L'homme est peut-être la seule créature capable de contempler silencieusement le ciel nocturne. En soi, c'est étrange. Nous vivons sur Terre, les pieds dans la terre, entourés du tumulte quotidien, et pourtant nous levons la tête vers des lumières inaccessibles. Le premier homme, il y a des dizaines de milliers d'années, qui s'est arrêté et a levé les yeux vers le ciel, ignorait probablement que ce simple mouvement deviendrait le début de toute civilisation.

L'essence de la recherche spatiale n'est rien d'autre que la poursuite de cet élan. Nous utilisons les mathématiques pour calculer les trajectoires, la physique pour construire des fusées, la chimie pour fabriquer du carburant – tous les outils rationnels dont nous disposons, afin d'atteindre enfin quelque chose de profondément irrationnel : regarder ce que ces lumières sont réellement. L'empreinte que Armstrong a laissée sur la Lune y est toujours. Sans vent et sans pluie, elle pourrait durer des millions d'années. C'est, d'une certaine manière, la première marque que l'humanité a gravée dans l'espace – comme un enfant qui écrit son nom pour la première fois sur un mur.

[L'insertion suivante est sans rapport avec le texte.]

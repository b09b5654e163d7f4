//! Line-based terminal renderer.
//!
//! Reads one command per line, applies it to a [`GameStateMachine`] and
//! redraws the board. Rejected commands are printed and the game carries on.

use crate::config::DisplayConfig;
use derive_more::Display;
use std::io::{BufRead, Write};
use std::str::FromStr;
use timetravel_core::{
    CELL_COUNT, Cell, DisplayOrder, DisplayStatus, GameStateMachine, Player, Position, render,
};
use tracing::{debug, info, instrument};

const HELP: &str = "\
Commands:
  1-9, move N   play cell N (1=top-left, 9=bottom-right)
  move LABEL    play a cell by name, e.g. `move center`
  jump K, j K   show history step K (0 = game start)
  sort, s       toggle history order
  history, h    list history
  help          show this help
  quit, q       leave";

/// A parsed terminal command.
#[derive(Debug, Clone, Copy, PartialEq, Eq)]
pub enum Command {
    /// Play a 0-based cell.
    Move(usize),
    /// Jump to a history step.
    Jump(usize),
    /// Toggle history order.
    Sort,
    /// Print the history list.
    History,
    /// Print the command list.
    Help,
    /// Leave the game.
    Quit,
}

/// Why a line could not be parsed.
#[derive(Debug, Clone, PartialEq, Eq, Display)]
pub enum CommandParseError {
    /// Blank line.
    #[display("Empty command")]
    Empty,
    /// Unrecognised verb.
    #[display("Unknown command '{_0}' (type `help`)")]
    Unknown(String),
    /// Verb given without its argument.
    #[display("`{_0}` needs an argument")]
    MissingArgument(&'static str),
    /// Argument is not a usable number or cell name.
    #[display("Invalid argument '{_0}'")]
    InvalidArgument(String),
    /// Cell number outside 1-9.
    #[display("Cell {_0} is off the board (use 1-9)")]
    CellOutOfRange(usize),
}

impl std::error::Error for CommandParseError {}

impl FromStr for Command {
    type Err = CommandParseError;

    fn from_str(line: &str) -> Result<Self, Self::Err> {
        let mut words = line.split_whitespace();
        let verb = words.next().ok_or(CommandParseError::Empty)?;
        let arg = words.next();

        match verb.to_lowercase().as_str() {
            "move" | "m" => parse_cell(arg.ok_or(CommandParseError::MissingArgument("move"))?),
            "jump" | "j" => {
                let arg = arg.ok_or(CommandParseError::MissingArgument("jump"))?;
                arg.parse()
                    .map(Command::Jump)
                    .map_err(|_| CommandParseError::InvalidArgument(arg.to_string()))
            }
            "sort" | "s" => Ok(Command::Sort),
            "history" | "h" => Ok(Command::History),
            "help" | "?" => Ok(Command::Help),
            "quit" | "q" | "exit" => Ok(Command::Quit),
            _ if verb.chars().all(|c| c.is_ascii_digit()) => parse_cell(verb),
            _ => Err(CommandParseError::Unknown(verb.to_string())),
        }
    }
}

/// Parses a 1-based cell number or a cell label.
fn parse_cell(arg: &str) -> Result<Command, CommandParseError> {
    match arg.parse::<usize>() {
        Ok(number @ 1..=CELL_COUNT) => Ok(Command::Move(number - 1)),
        Ok(number) => Err(CommandParseError::CellOutOfRange(number)),
        Err(_) => Position::from_label_or_number(arg)
            .map(|pos| Command::Move(pos.to_index()))
            .ok_or_else(|| CommandParseError::InvalidArgument(arg.to_string())),
    }
}

/// Marks drawn for each player.
#[derive(Debug, Clone, PartialEq, Eq)]
pub struct Marks {
    x: String,
    o: String,
}

impl Marks {
    /// Creates marks for X and O.
    pub fn new(x: impl Into<String>, o: impl Into<String>) -> Self {
        Self {
            x: x.into(),
            o: o.into(),
        }
    }

    fn of(&self, player: Player) -> &str {
        match player {
            Player::X => &self.x,
            Player::O => &self.o,
        }
    }
}

impl Default for Marks {
    fn default() -> Self {
        Self::new("X", "O")
    }
}

impl From<&DisplayConfig> for Marks {
    fn from(config: &DisplayConfig) -> Self {
        Self::new(config.x_mark().as_str(), config.o_mark().as_str())
    }
}

/// Status line with the configured marks in place of player names.
pub fn status_line(game: &GameStateMachine, marks: &Marks) -> String {
    match game.status() {
        DisplayStatus::Winner { player, .. } => format!("Winner: {}", marks.of(player)),
        DisplayStatus::Draw => "Draw".to_string(),
        DisplayStatus::NextPlayer { player } => format!("Next player: {}", marks.of(player)),
    }
}

/// Draws the current board and status line.
///
/// Empty cells show their 1-based number; winning cells are bracketed.
pub fn render_board(game: &GameStateMachine, marks: &Marks) -> String {
    let grid = render::grid(game.board(), &game.winner());
    let rows: Vec<String> = grid
        .iter()
        .map(|row| {
            row.iter()
                .map(|view| {
                    let text = match view.cell {
                        Cell::Occupied(player) => marks.of(player).to_string(),
                        Cell::Empty => (view.position.to_index() + 1).to_string(),
                    };
                    if view.highlighted {
                        format!("[{}]", text)
                    } else {
                        format!(" {} ", text)
                    }
                })
                .collect::<Vec<_>>()
                .join("|")
        })
        .collect();

    format!("{}\n{}\n", rows.join("\n---+---+---\n"), status_line(game, marks))
}

/// Lists history in display order, marking the current step with `>`.
pub fn render_history(game: &GameStateMachine) -> String {
    let order = match game.display_order() {
        DisplayOrder::Ascending => "oldest first",
        DisplayOrder::Descending => "newest first",
    };
    let mut out = format!("History ({}):\n", order);
    for entry in game.history_entries() {
        let marker = if entry.is_current { '>' } else { ' ' };
        out.push_str(&format!("{} {:>2}. {}\n", marker, entry.step, entry));
    }
    out
}

/// Runs the command loop until `quit` or end of input.
#[instrument(skip_all)]
pub fn run<R: BufRead, W: Write>(
    game: &mut GameStateMachine,
    input: R,
    output: &mut W,
    marks: &Marks,
) -> std::io::Result<()> {
    info!("Starting terminal game");
    writeln!(output, "Type `help` for commands.")?;
    write!(output, "{}", render_board(game, marks))?;

    for line in input.lines() {
        let line = line?;
        if line.trim().is_empty() {
            continue;
        }

        let command = match line.parse::<Command>() {
            Ok(command) => command,
            Err(e) => {
                writeln!(output, "{}", e)?;
                continue;
            }
        };
        debug!(?command, "Terminal command");

        match command {
            Command::Move(cell) => match game.apply_move(cell) {
                Ok(_) => write!(output, "{}", render_board(game, marks))?,
                Err(e) => writeln!(output, "{}", e)?,
            },
            Command::Jump(step) => match game.jump_to(step) {
                Ok(()) => {
                    write!(output, "{}", render_board(game, marks))?;
                    write!(output, "{}", render_history(game))?;
                }
                Err(e) => writeln!(output, "{}", e)?,
            },
            Command::Sort => {
                game.toggle_sort_order();
                write!(output, "{}", render_history(game))?;
            }
            Command::History => write!(output, "{}", render_history(game))?,
            Command::Help => writeln!(output, "{}", HELP)?,
            Command::Quit => break,
        }
    }

    info!(step = game.current_step(), "Terminal game finished");
    Ok(())
}

#[cfg(test)]
mod tests {
    use super::*;

    #[test]
    fn test_parse_commands() {
        assert_eq!("5".parse::<Command>(), Ok(Command::Move(4)));
        assert_eq!("move 9".parse::<Command>(), Ok(Command::Move(8)));
        assert_eq!("move Center".parse::<Command>(), Ok(Command::Move(4)));
        assert_eq!("j 3".parse::<Command>(), Ok(Command::Jump(3)));
        assert_eq!("SORT".parse::<Command>(), Ok(Command::Sort));
        assert_eq!("h".parse::<Command>(), Ok(Command::History));
        assert_eq!("q".parse::<Command>(), Ok(Command::Quit));
    }

    #[test]
    fn test_parse_errors() {
        assert_eq!("".parse::<Command>(), Err(CommandParseError::Empty));
        assert_eq!("0".parse::<Command>(), Err(CommandParseError::CellOutOfRange(0)));
        assert_eq!("move 10".parse::<Command>(), Err(CommandParseError::CellOutOfRange(10)));
        assert_eq!("move nowhere".parse::<Command>(), Err(CommandParseError::InvalidArgument("nowhere".into())));
        assert_eq!("jump".parse::<Command>(), Err(CommandParseError::MissingArgument("jump")));
        assert_eq!("jump x".parse::<Command>(), Err(CommandParseError::InvalidArgument("x".into())));
        assert!(matches!("dance".parse::<Command>(), Err(CommandParseError::Unknown(_))));
    }

    #[test]
    fn test_render_empty_board() {
        let game = GameStateMachine::new();
        let expected = " 1 | 2 | 3 \n---+---+---\n 4 | 5 | 6 \n---+---+---\n 7 | 8 | 9 \nNext player: X\n";
        assert_eq!(render_board(&game, &Marks::default()), expected);
    }

    #[test]
    fn test_render_brackets_winning_line() {
        let game = GameStateMachine::replay(&[0, 4, 1, 7, 2]).unwrap();
        let board = render_board(&game, &Marks::new("x", "o"));
        assert!(board.starts_with("[x]|[x]|[x]\n"));
        assert!(board.ends_with("Winner: x\n"));
    }

    #[test]
    fn test_status_line_uses_marks() {
        let marks = Marks::new("#", "@");
        let mut game = GameStateMachine::replay(&[4]).unwrap();
        assert_eq!(status_line(&game, &marks), "Next player: @");
        game.jump_to(0).unwrap();
        assert_eq!(status_line(&game, &marks), "Next player: #");
        let drawn = GameStateMachine::replay(&[0, 1, 2, 4, 3, 5, 7, 6, 8]).unwrap();
        assert_eq!(status_line(&drawn, &marks), "Draw");
    }

    #[test]
    fn test_render_history_marks_current() {
        let mut game = GameStateMachine::replay(&[4, 0]).unwrap();
        game.jump_to(1).unwrap();
        let history = render_history(&game);
        assert!(history.contains(">  1. Move #1: (2, 2)"));
        assert!(history.contains("   0. Game start"));
    }
}
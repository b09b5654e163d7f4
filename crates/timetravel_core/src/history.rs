//! Board snapshots and the time-travel history.

use crate::{Board, Location, Player, Position};
use serde::{Deserialize, Serialize};
use tracing::instrument;

/// A board snapshot together with the play that produced it.
///
/// The synthetic first move has an empty board and no position.
#[derive(Debug, Clone, PartialEq, Eq, Serialize, Deserialize)]
pub struct Move {
    /// Board after the play.
    pub squares: Board,
    /// Where the play happened.
    pub position: Option<Position>,
}

impl Move {
    /// The synthetic game-start move.
    pub fn initial() -> Self {
        Self {
            squares: Board::new(),
            position: None,
        }
    }

    /// Location of the play, if any.
    pub fn location(&self) -> Option<Location> {
        self.position.map(Position::location)
    }

    /// Player who made the play, read off the board.
    pub fn player(&self) -> Option<Player> {
        self.position.and_then(|pos| self.squares.get(pos).player())
    }
}

/// Ordered sequence of moves, never empty.
#[derive(Debug, Clone, PartialEq, Eq, Serialize)]
#[serde(transparent)]
pub struct History {
    pub(crate) moves: Vec<Move>,
}

impl History {
    /// History holding only the game-start move.
    pub fn new() -> Self {
        Self {
            moves: vec![Move::initial()],
        }
    }

    /// Number of snapshots, including the initial one.
    #[allow(clippy::len_without_is_empty)]
    pub fn len(&self) -> usize {
        self.moves.len()
    }

    /// Snapshot at a step.
    pub fn get(&self, step: usize) -> Option<&Move> {
        self.moves.get(step)
    }

    /// Most recent snapshot.
    pub fn last(&self) -> &Move {
        // The initial move is never removed.
        &self.moves[self.moves.len() - 1]
    }

    /// Iterates snapshots from game start.
    pub fn iter(&self) -> std::slice::Iter<'_, Move> {
        self.moves.iter()
    }

    /// All snapshots as a slice.
    pub fn as_slice(&self) -> &[Move] {
        &self.moves
    }

    /// Drops every snapshot after `step`, then appends `next`.
    ///
    /// Returns the index of the appended snapshot.
    #[instrument(skip(self, next), fields(len = self.moves.len()))]
    pub(crate) fn branch(&mut self, step: usize, next: Move) -> usize {
        self.moves.truncate(step + 1);
        self.moves.push(next);
        self.moves.len() - 1
    }
}

impl Default for History {
    fn default() -> Self {
        Self::new()
    }
}

impl<'a> IntoIterator for &'a History {
    type Item = &'a Move;
    type IntoIter = std::slice::Iter<'a, Move>;

    fn into_iter(self) -> Self::IntoIter {
        self.iter()
    }
}

/// Order in which the history list is presented.
#[derive(Debug, Clone, Copy, PartialEq, Eq, Hash, Default, Serialize, Deserialize)]
#[serde(rename_all = "lowercase")]
pub enum DisplayOrder {
    /// Game start first.
    #[default]
    Ascending,
    /// Latest move first.
    Descending,
}

impl DisplayOrder {
    /// The other order.
    pub fn toggle(self) -> Self {
        match self {
            DisplayOrder::Ascending => DisplayOrder::Descending,
            DisplayOrder::Descending => DisplayOrder::Ascending,
        }
    }
}

/// One line of the rendered history list.
#[derive(Debug, Clone, Copy, PartialEq, Eq, Serialize)]
pub struct HistoryEntry {
    /// Step this entry jumps to.
    pub step: usize,
    /// Cell played, `None` for game start.
    pub position: Option<Position>,
    /// Column and row played.
    pub location: Option<Location>,
    /// Who played.
    pub player: Option<Player>,
    /// Whether this is the step currently shown.
    pub is_current: bool,
}

impl HistoryEntry {
    pub(crate) fn from_move(step: usize, mv: &Move, current_step: usize) -> Self {
        Self {
            step,
            position: mv.position,
            location: mv.location(),
            player: mv.player(),
            is_current: step == current_step,
        }
    }

    /// Button label: `Game start` or `Move #3: (2, 1)`.
    pub fn label(&self) -> String {
        match self.location {
            Some(location) => format!("Move #{}: {}", self.step, location),
            None => "Game start".to_string(),
        }
    }
}

impl std::fmt::Display for HistoryEntry {
    fn fmt(&self, f: &mut std::fmt::Formatter<'_>) -> std::fmt::Result {
        f.write_str(&self.label())
    }
}
//! History consistency invariant: each step adds exactly the recorded mark.

use super::Invariant;
use crate::machine::GameStateMachine;

/// Invariant: snapshot `i > 0` has one more mark than snapshot `i - 1`,
/// placed at the recorded position on a previously empty cell.
pub struct HistoryConsistentInvariant;

impl Invariant<GameStateMachine> for HistoryConsistentInvariant {
    fn holds(game: &GameStateMachine) -> bool {
        game.history.as_slice().windows(2).all(|pair| {
            let (prev, next) = (&pair[0], &pair[1]);
            match next.position {
                Some(pos) => {
                    next.squares.filled() == prev.squares.filled() + 1
                        && prev.squares.is_empty(pos)
                        && !next.squares.is_empty(pos)
                }
                None => false,
            }
        })
    }

    fn description() -> &'static str {
        "Each step adds exactly one mark at its recorded position"
    }
}
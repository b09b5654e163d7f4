//! JSON REST API over game sessions.

use crate::session::{SessionError, SessionId, SessionManager};
use axum::extract::{Path, State};
use axum::http::{Request, StatusCode};
use axum::response::{IntoResponse, Response};
use axum::routing::{get, post};
use axum::{Json, Router};
use derive_more::{Display, From};
use schemars::JsonSchema;
use serde::{Deserialize, Serialize};
use timetravel_core::{GameError, GameSnapshot, GameStateMachine};
use tower::ServiceBuilder;
use tracing::{debug, info, instrument, warn};

/// Request for creating a session.
#[derive(Debug, Clone, Default, Serialize, Deserialize, JsonSchema)]
pub struct CreateSessionRequest {
    /// Session ID to use; generated when absent.
    #[serde(default)]
    pub session_id: Option<String>,
}

/// Request for making a move.
#[derive(Debug, Clone, Serialize, Deserialize, JsonSchema)]
pub struct MoveRequest {
    /// Cell on the board (0-8, where 0=top-left, 8=bottom-right).
    pub cell: usize,
}

/// Request for jumping through history.
#[derive(Debug, Clone, Serialize, Deserialize, JsonSchema)]
pub struct JumpRequest {
    /// History step to show (0 = game start).
    pub step: usize,
}

/// Session id plus the game's read model.
#[derive(Debug, Clone, Serialize)]
pub struct SessionView {
    /// Session ID.
    pub session_id: SessionId,
    /// Game state.
    #[serde(flatten)]
    pub game: GameSnapshot,
}

impl SessionView {
    fn new(session_id: impl Into<SessionId>, game: &GameStateMachine) -> Self {
        Self {
            session_id: session_id.into(),
            game: game.snapshot(),
        }
    }
}

/// Error body returned by every failing endpoint.
#[derive(Debug, Clone, Serialize, Deserialize)]
pub struct ErrorBody {
    /// Machine-readable code.
    pub error: String,
    /// Human-readable message.
    pub message: String,
}

/// Failure of an API call.
#[derive(Debug, Clone, Display, From)]
pub enum ApiError {
    /// Session lookup or creation failed.
    Session(SessionError),
    /// The game rejected the operation.
    Game(GameError),
}

impl std::error::Error for ApiError {}

impl ApiError {
    fn status(&self) -> StatusCode {
        match self {
            ApiError::Session(SessionError::NotFound(_)) => StatusCode::NOT_FOUND,
            ApiError::Session(SessionError::AlreadyExists(_)) => StatusCode::CONFLICT,
            ApiError::Game(GameError::InvalidIndex { .. }) => StatusCode::UNPROCESSABLE_ENTITY,
            ApiError::Game(GameError::CellOccupied(_) | GameError::GameAlreadyDecided(_)) => {
                StatusCode::CONFLICT
            }
            ApiError::Game(GameError::InvariantViolation(_)) => StatusCode::INTERNAL_SERVER_ERROR,
        }
    }

    fn code(&self) -> &'static str {
        match self {
            ApiError::Session(SessionError::NotFound(_)) => "session_not_found",
            ApiError::Session(SessionError::AlreadyExists(_)) => "session_exists",
            ApiError::Game(e) => e.code(),
        }
    }
}

impl IntoResponse for ApiError {
    fn into_response(self) -> Response {
        let status = self.status();
        warn!(status = %status, error = %self, "Request rejected");
        let body = ErrorBody {
            error: self.code().to_string(),
            message: self.to_string(),
        };
        (status, Json(body)).into_response()
    }
}

/// Builds the router with shared sessions.
#[instrument(skip(sessions))]
pub fn router(sessions: SessionManager) -> Router {
    info!("Building session API router");
    Router::new()
        .route("/health", get(health))
        .route("/sessions", get(list_sessions).post(create_session))
        .route("/sessions/{id}", get(get_session).delete(delete_session))
        .route("/sessions/{id}/moves", post(make_move))
        .route("/sessions/{id}/jump", post(jump))
        .route("/sessions/{id}/sort", post(toggle_sort))
        .layer(ServiceBuilder::new().map_request(|req: Request<axum::body::Body>| {
            info!(method = %req.method(), uri = %req.uri(), "Incoming HTTP request");
            req
        }))
        .with_state(sessions)
}

async fn health() -> &'static str {
    "ok"
}

#[instrument(skip(sessions))]
async fn list_sessions(State(sessions): State<SessionManager>) -> Json<Vec<SessionId>> {
    Json(sessions.list_sessions())
}

#[instrument(skip(sessions, req))]
async fn create_session(
    State(sessions): State<SessionManager>,
    req: Option<Json<CreateSessionRequest>>,
) -> Result<(StatusCode, Json<SessionView>), ApiError> {
    let req = req.map(|Json(req)| req).unwrap_or_default();
    let session = sessions.create_session(req.session_id)?;
    Ok((
        StatusCode::CREATED,
        Json(SessionView::new(session.id, &session.game)),
    ))
}

#[instrument(skip(sessions))]
async fn get_session(
    State(sessions): State<SessionManager>,
    Path(id): Path<SessionId>,
) -> Result<Json<SessionView>, ApiError> {
    let session = sessions.get_session(&id)?;
    Ok(Json(SessionView::new(session.id, &session.game)))
}

#[instrument(skip(sessions))]
async fn delete_session(
    State(sessions): State<SessionManager>,
    Path(id): Path<SessionId>,
) -> Result<StatusCode, ApiError> {
    sessions.remove_session(&id)?;
    Ok(StatusCode::NO_CONTENT)
}

#[instrument(skip(sessions, req), fields(cell = req.cell))]
async fn make_move(
    State(sessions): State<SessionManager>,
    Path(id): Path<SessionId>,
    Json(req): Json<MoveRequest>,
) -> Result<Json<SessionView>, ApiError> {
    let view = sessions.with_game(&id, |game| {
        let placement = game.apply_move(req.cell)?;
        debug!(step = placement.step(), player = %placement.player(), "Move accepted");
        Ok::<_, GameError>(SessionView::new(id.as_str(), game))
    })??;
    Ok(Json(view))
}

#[instrument(skip(sessions, req), fields(step = req.step))]
async fn jump(
    State(sessions): State<SessionManager>,
    Path(id): Path<SessionId>,
    Json(req): Json<JumpRequest>,
) -> Result<Json<SessionView>, ApiError> {
    let view = sessions.with_game(&id, |game| {
        game.jump_to(req.step)?;
        Ok::<_, GameError>(SessionView::new(id.as_str(), game))
    })??;
    Ok(Json(view))
}

#[instrument(skip(sessions))]
async fn toggle_sort(
    State(sessions): State<SessionManager>,
    Path(id): Path<SessionId>,
) -> Result<Json<SessionView>, ApiError> {
    let view = sessions.with_game(&id, |game| {
        game.toggle_sort_order();
        SessionView::new(id.as_str(), game)
    })?;
    Ok(Json(view))
}

#[cfg(test)]
mod tests {
    use super::*;

    #[test]
    fn test_status_codes() {
        assert_eq!(
            ApiError::from(SessionError::NotFound("x".into())).status(),
            StatusCode::NOT_FOUND
        );
        assert_eq!(
            ApiError::from(GameError::CellOccupied(timetravel_core::Position::Center)).status(),
            StatusCode::CONFLICT
        );
        assert_eq!(
            ApiError::from(GameError::InvalidIndex {
                target: timetravel_core::IndexTarget::Cell,
                index: 9,
                limit: 9,
            })
            .code(),
            "invalid_index"
        );
    }

    #[test]
    fn test_move_request_schema() {
        let schema = schemars::schema_for!(MoveRequest);
        let json = serde_json::to_value(&schema).unwrap();
        assert!(json["properties"]["cell"].is_object());
    }
}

Ce qui a suivi, tout le monde le sait. Nous avons lancé des sondes et les envoyées dans toutes les directions du système solaire. Certaines ont déjà franchi ses frontières et emportent avec elles une plaque d'or contenant les sons de la Terre, flottant dans l'espace interstellaire. Presqu'avec certitude, personne ne la trouvera jamais. Pourtant, nous l'avons fait. Non pour autre chose que pour dire à l'univers : une civilisation était là. Et elle existait.

Naturellement, on trouvera toujours quelqu'un qui se demande : cela vaut-il l'argent ?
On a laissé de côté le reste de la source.